Task prompt: Filter the records below down to lines containing "SingleLeafTree".

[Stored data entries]
"""

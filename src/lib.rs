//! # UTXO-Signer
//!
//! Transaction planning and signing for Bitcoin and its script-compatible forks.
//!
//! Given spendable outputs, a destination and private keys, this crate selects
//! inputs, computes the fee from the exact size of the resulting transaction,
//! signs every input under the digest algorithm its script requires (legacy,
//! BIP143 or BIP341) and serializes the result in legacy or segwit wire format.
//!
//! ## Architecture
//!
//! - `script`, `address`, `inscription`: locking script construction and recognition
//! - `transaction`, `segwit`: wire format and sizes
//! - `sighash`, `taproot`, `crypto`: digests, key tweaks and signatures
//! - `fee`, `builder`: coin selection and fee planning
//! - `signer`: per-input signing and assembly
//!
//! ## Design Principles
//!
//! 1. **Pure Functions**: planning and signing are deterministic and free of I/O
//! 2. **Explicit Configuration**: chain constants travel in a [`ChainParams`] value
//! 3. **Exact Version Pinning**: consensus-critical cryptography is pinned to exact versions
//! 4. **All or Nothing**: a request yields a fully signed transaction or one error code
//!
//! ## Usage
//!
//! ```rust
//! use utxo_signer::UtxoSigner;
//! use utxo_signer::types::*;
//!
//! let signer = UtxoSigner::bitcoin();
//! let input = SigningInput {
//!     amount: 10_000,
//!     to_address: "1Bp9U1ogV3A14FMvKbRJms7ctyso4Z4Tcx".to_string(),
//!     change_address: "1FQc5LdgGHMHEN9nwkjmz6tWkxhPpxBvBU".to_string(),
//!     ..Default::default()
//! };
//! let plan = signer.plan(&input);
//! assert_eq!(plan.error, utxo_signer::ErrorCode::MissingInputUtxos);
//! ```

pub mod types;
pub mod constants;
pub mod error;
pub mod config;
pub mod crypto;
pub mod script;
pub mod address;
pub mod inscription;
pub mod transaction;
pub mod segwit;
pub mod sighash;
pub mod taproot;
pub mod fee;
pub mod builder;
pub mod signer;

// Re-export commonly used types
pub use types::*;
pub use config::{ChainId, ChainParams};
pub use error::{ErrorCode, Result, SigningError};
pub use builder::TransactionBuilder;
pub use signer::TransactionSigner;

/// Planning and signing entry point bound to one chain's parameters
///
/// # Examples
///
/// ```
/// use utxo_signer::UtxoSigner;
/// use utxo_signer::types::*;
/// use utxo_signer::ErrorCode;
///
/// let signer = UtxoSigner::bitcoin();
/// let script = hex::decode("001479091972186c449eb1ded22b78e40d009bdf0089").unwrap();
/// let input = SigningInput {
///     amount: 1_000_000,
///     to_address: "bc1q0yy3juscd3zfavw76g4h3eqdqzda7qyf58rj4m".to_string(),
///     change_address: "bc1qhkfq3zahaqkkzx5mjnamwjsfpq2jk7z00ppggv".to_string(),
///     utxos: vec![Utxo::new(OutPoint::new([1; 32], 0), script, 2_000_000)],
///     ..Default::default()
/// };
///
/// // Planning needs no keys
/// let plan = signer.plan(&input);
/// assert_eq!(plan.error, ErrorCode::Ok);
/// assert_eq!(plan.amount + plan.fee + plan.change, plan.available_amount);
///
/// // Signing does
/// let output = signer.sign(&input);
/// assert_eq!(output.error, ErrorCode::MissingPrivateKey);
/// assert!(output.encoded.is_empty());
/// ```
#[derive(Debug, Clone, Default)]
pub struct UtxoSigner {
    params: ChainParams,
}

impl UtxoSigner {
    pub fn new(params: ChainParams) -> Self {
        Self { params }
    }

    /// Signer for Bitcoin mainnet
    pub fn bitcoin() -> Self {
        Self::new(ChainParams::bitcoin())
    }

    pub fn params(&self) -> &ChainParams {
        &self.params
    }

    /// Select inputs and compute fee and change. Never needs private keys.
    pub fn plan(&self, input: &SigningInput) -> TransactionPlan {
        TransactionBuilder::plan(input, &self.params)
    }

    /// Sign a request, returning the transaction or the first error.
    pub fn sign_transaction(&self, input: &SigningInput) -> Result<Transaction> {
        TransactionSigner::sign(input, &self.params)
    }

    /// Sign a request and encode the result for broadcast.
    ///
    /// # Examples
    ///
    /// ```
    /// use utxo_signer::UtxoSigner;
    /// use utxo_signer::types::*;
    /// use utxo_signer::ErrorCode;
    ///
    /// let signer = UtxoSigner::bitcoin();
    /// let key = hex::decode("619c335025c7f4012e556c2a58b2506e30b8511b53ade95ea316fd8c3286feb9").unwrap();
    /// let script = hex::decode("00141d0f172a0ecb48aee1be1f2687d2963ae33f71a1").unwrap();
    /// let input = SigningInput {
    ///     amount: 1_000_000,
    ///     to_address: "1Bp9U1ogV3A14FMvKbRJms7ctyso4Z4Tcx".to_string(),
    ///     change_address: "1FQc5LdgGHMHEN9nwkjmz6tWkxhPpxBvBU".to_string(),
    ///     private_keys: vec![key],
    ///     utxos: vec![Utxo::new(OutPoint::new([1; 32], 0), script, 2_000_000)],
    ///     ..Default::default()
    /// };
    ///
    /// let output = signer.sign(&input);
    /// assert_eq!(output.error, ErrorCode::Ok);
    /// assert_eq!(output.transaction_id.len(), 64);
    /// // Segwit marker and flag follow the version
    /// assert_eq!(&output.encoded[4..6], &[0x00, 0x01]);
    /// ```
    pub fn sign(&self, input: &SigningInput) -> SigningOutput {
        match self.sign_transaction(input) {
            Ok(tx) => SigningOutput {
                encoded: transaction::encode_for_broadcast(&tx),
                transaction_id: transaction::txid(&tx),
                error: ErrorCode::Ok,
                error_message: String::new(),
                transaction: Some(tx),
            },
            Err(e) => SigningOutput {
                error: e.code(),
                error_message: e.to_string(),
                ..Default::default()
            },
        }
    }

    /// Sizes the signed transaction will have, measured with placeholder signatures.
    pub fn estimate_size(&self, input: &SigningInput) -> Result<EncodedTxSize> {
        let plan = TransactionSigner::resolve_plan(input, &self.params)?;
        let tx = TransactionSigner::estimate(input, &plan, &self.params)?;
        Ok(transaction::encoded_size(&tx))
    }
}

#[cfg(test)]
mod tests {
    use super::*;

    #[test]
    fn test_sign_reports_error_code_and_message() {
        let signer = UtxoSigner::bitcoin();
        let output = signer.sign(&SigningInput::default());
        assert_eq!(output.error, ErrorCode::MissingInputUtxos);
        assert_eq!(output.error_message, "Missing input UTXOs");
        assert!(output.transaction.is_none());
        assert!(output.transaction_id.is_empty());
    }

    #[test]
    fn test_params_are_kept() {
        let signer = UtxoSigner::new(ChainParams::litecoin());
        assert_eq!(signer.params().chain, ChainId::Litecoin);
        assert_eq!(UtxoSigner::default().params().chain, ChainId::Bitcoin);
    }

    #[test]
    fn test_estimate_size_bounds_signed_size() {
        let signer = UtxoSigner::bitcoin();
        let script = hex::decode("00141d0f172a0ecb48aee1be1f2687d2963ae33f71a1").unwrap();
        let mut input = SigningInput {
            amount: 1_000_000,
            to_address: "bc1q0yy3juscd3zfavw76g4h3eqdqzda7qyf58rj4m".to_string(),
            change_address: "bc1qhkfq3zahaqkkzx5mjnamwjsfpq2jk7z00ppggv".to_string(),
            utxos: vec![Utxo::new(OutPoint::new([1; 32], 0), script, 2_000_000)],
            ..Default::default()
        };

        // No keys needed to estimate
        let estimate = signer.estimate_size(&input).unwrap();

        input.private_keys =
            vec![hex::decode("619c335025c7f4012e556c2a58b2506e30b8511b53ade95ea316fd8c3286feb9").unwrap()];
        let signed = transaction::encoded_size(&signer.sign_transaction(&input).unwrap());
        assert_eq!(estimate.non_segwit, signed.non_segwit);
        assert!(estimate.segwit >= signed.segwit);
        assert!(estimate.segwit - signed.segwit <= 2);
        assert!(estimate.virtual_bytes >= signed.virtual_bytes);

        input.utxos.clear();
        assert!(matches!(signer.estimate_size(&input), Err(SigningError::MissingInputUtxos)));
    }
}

"""
"""

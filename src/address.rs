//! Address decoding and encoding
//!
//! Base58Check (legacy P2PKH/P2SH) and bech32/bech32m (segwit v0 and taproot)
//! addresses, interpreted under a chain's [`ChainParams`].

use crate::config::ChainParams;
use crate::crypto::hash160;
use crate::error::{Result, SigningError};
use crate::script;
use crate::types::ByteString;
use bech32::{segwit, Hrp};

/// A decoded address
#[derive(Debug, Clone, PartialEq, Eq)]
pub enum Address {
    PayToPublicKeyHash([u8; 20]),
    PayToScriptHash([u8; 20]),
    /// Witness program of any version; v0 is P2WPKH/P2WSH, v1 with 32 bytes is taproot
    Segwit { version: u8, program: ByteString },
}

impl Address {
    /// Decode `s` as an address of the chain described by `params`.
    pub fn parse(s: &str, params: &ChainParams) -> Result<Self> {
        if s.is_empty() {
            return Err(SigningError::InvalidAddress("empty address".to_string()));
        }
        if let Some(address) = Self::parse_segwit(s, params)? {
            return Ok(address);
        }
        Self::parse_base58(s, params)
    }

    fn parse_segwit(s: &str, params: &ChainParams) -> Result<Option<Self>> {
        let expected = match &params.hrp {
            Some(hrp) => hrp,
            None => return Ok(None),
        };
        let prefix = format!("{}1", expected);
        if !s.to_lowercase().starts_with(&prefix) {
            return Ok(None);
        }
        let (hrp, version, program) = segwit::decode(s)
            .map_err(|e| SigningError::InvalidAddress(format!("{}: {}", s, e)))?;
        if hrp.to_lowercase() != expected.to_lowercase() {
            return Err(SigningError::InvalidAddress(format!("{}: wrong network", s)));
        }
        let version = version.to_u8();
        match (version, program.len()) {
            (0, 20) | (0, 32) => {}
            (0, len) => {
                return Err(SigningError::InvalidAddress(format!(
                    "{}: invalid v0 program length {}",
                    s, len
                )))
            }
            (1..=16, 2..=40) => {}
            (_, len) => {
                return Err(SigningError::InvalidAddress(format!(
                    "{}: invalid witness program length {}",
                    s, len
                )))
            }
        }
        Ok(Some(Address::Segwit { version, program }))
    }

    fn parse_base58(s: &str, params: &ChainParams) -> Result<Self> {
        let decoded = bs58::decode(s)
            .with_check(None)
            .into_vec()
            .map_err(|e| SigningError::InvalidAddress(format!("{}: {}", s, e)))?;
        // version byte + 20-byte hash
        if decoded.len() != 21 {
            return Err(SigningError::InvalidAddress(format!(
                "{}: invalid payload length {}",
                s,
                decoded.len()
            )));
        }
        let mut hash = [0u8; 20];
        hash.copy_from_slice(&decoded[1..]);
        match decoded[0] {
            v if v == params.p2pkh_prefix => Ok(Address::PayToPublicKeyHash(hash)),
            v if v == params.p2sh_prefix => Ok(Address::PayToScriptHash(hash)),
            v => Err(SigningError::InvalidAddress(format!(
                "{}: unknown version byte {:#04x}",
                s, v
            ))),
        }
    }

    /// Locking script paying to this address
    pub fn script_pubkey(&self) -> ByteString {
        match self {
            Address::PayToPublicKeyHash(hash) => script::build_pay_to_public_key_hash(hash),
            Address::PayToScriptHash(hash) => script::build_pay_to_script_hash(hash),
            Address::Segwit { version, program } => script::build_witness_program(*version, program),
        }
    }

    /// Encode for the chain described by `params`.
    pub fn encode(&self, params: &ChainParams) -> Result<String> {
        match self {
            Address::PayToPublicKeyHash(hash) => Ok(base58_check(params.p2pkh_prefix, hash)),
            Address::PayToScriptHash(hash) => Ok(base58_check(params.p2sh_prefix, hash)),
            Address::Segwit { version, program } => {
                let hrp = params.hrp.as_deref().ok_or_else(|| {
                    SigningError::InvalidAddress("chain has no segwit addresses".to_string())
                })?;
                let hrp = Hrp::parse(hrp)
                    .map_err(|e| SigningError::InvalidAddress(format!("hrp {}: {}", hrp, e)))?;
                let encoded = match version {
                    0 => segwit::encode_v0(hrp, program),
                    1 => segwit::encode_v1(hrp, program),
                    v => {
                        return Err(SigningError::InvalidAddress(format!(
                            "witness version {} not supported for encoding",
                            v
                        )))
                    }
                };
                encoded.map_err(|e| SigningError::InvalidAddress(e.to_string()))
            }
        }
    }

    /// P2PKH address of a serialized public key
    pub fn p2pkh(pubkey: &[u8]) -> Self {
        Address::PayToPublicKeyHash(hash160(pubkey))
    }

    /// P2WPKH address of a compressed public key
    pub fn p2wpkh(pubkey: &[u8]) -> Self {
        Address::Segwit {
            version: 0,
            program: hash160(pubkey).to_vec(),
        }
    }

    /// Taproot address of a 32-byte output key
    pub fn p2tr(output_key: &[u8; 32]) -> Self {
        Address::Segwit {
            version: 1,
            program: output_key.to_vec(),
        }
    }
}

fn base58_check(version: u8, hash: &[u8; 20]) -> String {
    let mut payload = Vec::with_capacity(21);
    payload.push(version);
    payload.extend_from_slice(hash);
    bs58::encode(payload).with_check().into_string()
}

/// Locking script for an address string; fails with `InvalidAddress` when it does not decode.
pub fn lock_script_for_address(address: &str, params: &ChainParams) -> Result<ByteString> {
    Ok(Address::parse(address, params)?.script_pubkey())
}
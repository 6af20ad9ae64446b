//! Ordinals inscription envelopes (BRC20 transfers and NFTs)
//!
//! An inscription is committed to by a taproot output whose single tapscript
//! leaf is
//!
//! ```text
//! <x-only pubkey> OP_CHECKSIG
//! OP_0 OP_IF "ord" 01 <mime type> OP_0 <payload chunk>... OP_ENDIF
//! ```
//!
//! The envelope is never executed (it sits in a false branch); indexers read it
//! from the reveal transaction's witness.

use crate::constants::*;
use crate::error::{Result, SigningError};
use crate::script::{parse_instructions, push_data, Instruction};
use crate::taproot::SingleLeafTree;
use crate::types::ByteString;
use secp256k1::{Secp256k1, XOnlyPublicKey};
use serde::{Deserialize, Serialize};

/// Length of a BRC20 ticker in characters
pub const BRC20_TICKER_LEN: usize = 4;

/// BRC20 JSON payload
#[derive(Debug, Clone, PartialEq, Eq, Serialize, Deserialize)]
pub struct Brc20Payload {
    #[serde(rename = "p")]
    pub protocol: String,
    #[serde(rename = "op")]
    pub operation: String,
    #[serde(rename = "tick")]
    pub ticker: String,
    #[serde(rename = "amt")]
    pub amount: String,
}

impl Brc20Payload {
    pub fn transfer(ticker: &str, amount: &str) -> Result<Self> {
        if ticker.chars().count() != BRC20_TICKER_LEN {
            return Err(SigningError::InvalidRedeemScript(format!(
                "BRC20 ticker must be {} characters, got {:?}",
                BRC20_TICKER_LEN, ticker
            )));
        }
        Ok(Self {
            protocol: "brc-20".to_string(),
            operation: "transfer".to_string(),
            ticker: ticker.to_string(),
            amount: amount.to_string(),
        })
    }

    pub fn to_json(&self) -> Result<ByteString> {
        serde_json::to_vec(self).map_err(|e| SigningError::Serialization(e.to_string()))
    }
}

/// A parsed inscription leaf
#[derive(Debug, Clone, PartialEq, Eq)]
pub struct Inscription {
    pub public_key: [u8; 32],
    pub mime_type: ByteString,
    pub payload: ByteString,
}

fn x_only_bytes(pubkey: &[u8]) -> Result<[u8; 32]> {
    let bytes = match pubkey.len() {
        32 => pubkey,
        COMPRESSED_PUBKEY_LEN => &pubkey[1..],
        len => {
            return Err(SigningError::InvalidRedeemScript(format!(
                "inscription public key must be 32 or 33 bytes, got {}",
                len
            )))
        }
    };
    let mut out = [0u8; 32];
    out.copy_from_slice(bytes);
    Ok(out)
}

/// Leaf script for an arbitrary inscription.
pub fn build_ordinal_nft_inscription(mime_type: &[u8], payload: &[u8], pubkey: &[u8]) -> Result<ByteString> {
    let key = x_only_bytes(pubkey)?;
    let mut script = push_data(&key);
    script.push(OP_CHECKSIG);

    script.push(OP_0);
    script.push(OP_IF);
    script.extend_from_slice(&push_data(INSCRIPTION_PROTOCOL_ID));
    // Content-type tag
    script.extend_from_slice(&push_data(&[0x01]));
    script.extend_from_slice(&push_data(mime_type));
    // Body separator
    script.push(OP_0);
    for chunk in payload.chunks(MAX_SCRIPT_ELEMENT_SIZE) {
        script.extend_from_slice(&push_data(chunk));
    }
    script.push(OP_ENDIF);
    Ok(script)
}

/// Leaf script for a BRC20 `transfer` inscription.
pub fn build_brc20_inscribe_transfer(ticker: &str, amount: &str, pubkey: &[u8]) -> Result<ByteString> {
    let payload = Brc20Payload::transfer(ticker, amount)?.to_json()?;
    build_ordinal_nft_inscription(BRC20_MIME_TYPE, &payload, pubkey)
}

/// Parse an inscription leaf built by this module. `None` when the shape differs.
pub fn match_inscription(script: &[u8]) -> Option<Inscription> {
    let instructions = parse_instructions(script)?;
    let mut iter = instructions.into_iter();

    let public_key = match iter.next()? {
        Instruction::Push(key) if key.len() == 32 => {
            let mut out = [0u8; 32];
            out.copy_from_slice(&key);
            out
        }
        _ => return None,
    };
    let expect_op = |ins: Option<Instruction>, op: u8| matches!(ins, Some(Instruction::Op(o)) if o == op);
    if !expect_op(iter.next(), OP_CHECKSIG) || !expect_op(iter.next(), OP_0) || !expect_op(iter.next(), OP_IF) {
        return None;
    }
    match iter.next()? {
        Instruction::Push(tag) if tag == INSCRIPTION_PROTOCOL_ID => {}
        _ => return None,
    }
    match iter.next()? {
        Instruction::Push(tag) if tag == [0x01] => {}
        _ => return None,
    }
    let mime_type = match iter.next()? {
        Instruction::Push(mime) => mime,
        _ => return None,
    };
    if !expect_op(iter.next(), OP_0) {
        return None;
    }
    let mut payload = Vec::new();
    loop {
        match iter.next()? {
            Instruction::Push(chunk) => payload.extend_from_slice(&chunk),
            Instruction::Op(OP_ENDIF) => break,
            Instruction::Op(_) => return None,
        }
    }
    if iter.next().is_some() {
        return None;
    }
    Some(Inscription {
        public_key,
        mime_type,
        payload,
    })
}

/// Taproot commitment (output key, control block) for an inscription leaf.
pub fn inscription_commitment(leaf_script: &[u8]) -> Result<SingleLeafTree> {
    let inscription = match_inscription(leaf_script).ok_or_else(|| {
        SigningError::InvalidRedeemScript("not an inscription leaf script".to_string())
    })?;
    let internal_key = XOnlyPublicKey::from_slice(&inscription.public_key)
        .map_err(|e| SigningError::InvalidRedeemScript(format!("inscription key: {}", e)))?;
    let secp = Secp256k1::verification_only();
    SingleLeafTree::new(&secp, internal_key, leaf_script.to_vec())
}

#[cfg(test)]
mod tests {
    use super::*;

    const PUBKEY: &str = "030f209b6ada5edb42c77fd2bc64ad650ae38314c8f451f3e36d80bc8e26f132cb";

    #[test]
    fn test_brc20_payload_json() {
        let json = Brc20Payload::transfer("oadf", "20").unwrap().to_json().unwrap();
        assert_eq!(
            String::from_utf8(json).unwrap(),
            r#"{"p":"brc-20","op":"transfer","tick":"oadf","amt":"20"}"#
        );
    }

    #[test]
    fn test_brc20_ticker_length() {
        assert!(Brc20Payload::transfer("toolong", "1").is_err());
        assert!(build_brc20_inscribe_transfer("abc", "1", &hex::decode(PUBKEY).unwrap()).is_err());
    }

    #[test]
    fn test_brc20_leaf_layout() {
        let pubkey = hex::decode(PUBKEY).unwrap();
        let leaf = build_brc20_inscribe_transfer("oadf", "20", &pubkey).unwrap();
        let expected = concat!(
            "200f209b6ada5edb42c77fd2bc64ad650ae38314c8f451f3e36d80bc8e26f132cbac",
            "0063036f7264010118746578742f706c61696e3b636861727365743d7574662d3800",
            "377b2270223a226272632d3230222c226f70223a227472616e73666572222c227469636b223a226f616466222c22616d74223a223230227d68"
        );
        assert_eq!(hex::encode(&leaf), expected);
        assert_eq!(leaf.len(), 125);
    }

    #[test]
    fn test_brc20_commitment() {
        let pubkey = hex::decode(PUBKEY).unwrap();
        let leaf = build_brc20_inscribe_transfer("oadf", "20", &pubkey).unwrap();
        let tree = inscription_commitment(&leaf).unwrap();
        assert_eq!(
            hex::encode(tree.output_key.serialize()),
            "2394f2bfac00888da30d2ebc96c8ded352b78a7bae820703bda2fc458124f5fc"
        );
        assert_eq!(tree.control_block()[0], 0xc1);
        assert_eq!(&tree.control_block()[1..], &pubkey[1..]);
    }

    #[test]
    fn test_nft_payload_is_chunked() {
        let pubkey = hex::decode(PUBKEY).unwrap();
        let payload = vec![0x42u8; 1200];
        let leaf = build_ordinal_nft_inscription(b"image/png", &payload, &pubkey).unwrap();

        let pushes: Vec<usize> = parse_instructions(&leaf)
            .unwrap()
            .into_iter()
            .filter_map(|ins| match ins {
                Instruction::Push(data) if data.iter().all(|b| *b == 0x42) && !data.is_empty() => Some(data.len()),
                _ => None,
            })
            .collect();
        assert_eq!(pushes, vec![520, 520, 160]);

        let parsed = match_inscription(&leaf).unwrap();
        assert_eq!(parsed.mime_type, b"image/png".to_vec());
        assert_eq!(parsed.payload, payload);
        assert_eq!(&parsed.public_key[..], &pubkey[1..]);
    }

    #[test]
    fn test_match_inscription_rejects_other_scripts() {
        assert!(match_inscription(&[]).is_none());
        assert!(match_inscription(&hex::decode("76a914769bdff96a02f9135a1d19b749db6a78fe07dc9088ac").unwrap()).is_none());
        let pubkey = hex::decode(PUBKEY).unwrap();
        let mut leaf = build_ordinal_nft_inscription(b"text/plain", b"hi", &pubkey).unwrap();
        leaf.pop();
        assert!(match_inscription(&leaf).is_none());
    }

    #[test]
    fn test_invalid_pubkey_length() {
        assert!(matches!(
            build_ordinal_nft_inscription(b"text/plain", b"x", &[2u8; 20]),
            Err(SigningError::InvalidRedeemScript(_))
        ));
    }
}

"""

Answer to this task:
use crate::taproot::SingleLeafTree;
pub fn inscription_commitment(leaf_script: &[u8]) -> Result<SingleLeafTree> {
    SingleLeafTree::new(&secp, internal_key, leaf_script.to_vec())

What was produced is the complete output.